◆ **Data for review**

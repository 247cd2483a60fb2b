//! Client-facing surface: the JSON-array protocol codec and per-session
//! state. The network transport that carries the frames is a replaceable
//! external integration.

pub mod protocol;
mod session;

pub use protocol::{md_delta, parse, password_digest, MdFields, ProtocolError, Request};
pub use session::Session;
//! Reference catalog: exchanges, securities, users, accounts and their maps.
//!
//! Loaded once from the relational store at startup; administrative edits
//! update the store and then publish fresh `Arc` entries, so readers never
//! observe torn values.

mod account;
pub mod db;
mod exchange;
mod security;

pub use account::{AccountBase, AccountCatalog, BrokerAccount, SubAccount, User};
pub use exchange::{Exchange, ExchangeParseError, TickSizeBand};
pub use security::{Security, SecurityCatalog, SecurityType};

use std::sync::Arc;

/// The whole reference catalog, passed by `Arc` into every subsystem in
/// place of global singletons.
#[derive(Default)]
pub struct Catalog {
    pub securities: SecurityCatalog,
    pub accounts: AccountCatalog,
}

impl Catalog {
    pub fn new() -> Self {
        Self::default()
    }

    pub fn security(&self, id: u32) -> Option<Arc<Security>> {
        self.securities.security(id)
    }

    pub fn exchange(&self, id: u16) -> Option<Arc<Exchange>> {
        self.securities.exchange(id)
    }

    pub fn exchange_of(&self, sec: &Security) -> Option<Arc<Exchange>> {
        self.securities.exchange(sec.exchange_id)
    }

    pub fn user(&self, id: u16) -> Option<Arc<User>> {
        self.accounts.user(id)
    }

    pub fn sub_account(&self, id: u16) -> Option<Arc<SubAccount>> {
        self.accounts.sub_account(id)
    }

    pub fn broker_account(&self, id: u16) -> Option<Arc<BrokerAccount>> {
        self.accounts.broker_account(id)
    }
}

◆ **Exercise aim**
Copy out each line of the entries above that holds "BrokerAccount".

◆ **Response to this exercise**
pub use account::{AccountBase, AccountCatalog, BrokerAccount, SubAccount, User};
    pub fn broker_account(&self, id: u16) -> Option<Arc<BrokerAccount>> {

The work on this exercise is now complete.